Task:
From the first line of the records down to the one that holds "use super::error::ApiError;", transcribe each line exactly and add nothing.

Records from a dataset:
//! Diary and page endpoints. All of these sit behind the session-token
//! middleware; ownership follows from the authenticated user id, never
//! from the request body.

use std::collections::HashMap;
use std::sync::Arc;

use axum::extract::{Query, State};
use axum::http::StatusCode;
use axum::{Extension, Json};
use serde::{Deserialize, Serialize};

use super::auth::AuthUser;
use super::error::ApiError;
use super::pagination;
use super::types::{DiaryDto, DiaryEnvelope, PageDto, PageListResponse};
use crate::db::NewPage;
use crate::messages;
use crate::state::SharedState;
use crate::validation::{
    check_page_content, check_page_date, check_page_time, check_page_title, ValidationErrors,
    Validator,
};

pub async fn get_diary(
    State(state): State<Arc<SharedState>>,
    Extension(auth): Extension<AuthUser>,
) -> Result<Json<DiaryEnvelope>, ApiError> {
    let diary = state.store.find_diary_by_user(auth.user_id).await?;
    Ok(Json(DiaryEnvelope {
        diary: diary.map(DiaryDto::from),
    }))
}

#[derive(Deserialize)]
pub struct DiaryRequest {
    pub name: Option<String>,
}

pub async fn create_diary(
    State(state): State<Arc<SharedState>>,
    Extension(auth): Extension<AuthUser>,
    Json(body): Json<DiaryRequest>,
) -> Result<Json<DiaryEnvelope>, ApiError> {
    let name = validated_name(body.name.as_deref())?;

    // One diary per user.
    if state.store.find_diary_by_user(auth.user_id).await?.is_some() {
        return Err(ApiError::forbidden(messages::FORBIDDEN));
    }

    let diary = state.store.create_diary(auth.user_id, &name).await?;
    Ok(Json(DiaryEnvelope {
        diary: Some(diary.into()),
    }))
}

pub async fn update_diary(
    State(state): State<Arc<SharedState>>,
    Extension(auth): Extension<AuthUser>,
    Json(body): Json<DiaryRequest>,
) -> Result<Json<DiaryEnvelope>, ApiError> {
    let name = validated_name(body.name.as_deref())?;

    let Some(diary) = state.store.find_diary_by_user(auth.user_id).await? else {
        return Err(ApiError::new(
            StatusCode::NOT_FOUND,
            messages::INVALID_NO_DIARY_FOR_USER,
        ));
    };

    let diary = state.store.update_diary_name(diary, &name).await?;
    Ok(Json(DiaryEnvelope {
        diary: Some(diary.into()),
    }))
}

pub async fn delete_diary(
    State(state): State<Arc<SharedState>>,
    Extension(auth): Extension<AuthUser>,
) -> Result<StatusCode, ApiError> {
    let Some(diary) = state.store.find_diary_by_user(auth.user_id).await? else {
        return Err(ApiError::new(
            StatusCode::NOT_FOUND,
            messages::INVALID_NO_DIARY_FOR_USER,
        ));
    };

    state.store.remove_diary(diary.id).await?;
    Ok(StatusCode::OK)
}

fn validated_name(name: Option<&str>) -> Result<String, ApiError> {
    match name.map(str::trim) {
        Some(trimmed) if !trimmed.is_empty() => Ok(trimmed.to_string()),
        _ => {
            let mut errors = ValidationErrors::default();
            errors.add("name", messages::INVALID_NAME_EMPTY);
            Err(ApiError::validation(errors))
        }
    }
}

#[derive(Deserialize)]
pub struct PageRequest {
    pub date: Option<String>,
    pub time: Option<String>,
    pub title: Option<String>,
    pub content: Option<String>,
}

#[derive(Serialize)]
pub struct PageEnvelope {
    pub page: PageDto,
}

pub async fn create_page(
    State(state): State<Arc<SharedState>>,
    Extension(auth): Extension<AuthUser>,
    Json(body): Json<PageRequest>,
) -> Result<Json<PageEnvelope>, ApiError> {
    let mut validator = Validator::default();
    check_page_date(&mut validator, body.date.as_deref());
    check_page_time(&mut validator, body.time.as_deref());
    check_page_title(&mut validator, body.title.as_deref());
    check_page_content(&mut validator, body.content.as_deref());
    validator.finish().map_err(ApiError::validation)?;

    let Some(diary) = state.store.find_diary_by_user(auth.user_id).await? else {
        return Err(ApiError::forbidden(messages::FORBIDDEN));
    };

    let (Some(date), Some(time), Some(title), Some(content)) =
        (&body.date, &body.time, &body.title, &body.content)
    else {
        return Err(ApiError::new(
            StatusCode::INTERNAL_SERVER_ERROR,
            messages::INTERNAL_ERROR,
        ));
    };

    let page = state
        .store
        .create_page(NewPage {
            diary_id: diary.id,
            date: date.trim(),
            time: time.trim(),
            title: title.trim(),
            content: content.trim(),
        })
        .await?;

    Ok(Json(PageEnvelope { page: page.into() }))
}

pub async fn get_pages(
    State(state): State<Arc<SharedState>>,
    Extension(auth): Extension<AuthUser>,
    Query(params): Query<HashMap<String, String>>,
) -> Result<Json<PageListResponse>, ApiError> {
    let Some(diary) = state.store.find_diary_by_user(auth.user_id).await? else {
        return Err(ApiError::forbidden(messages::FORBIDDEN));
    };

    let (page, size) = pagination::resolve(
        params.get("page").map(String::as_str),
        params.get("size").map(String::as_str),
    );

    let slice = state.store.paginate_pages(diary.id, page, size).await?;

    Ok(Json(PageListResponse {
        content: slice.items.into_iter().map(PageDto::from).collect(),
        page,
        size,
        total_pages: slice.total_pages,
    }))
}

Exercise result:
//! Diary and page endpoints. All of these sit behind the session-token
//! middleware; ownership follows from the authenticated user id, never
//! from the request body.

use std::collections::HashMap;
use std::sync::Arc;

use axum::extract::{Query, State};
use axum::http::StatusCode;
use axum::{Extension, Json};
use serde::{Deserialize, Serialize};

use super::auth::AuthUser;
use super::error::ApiError;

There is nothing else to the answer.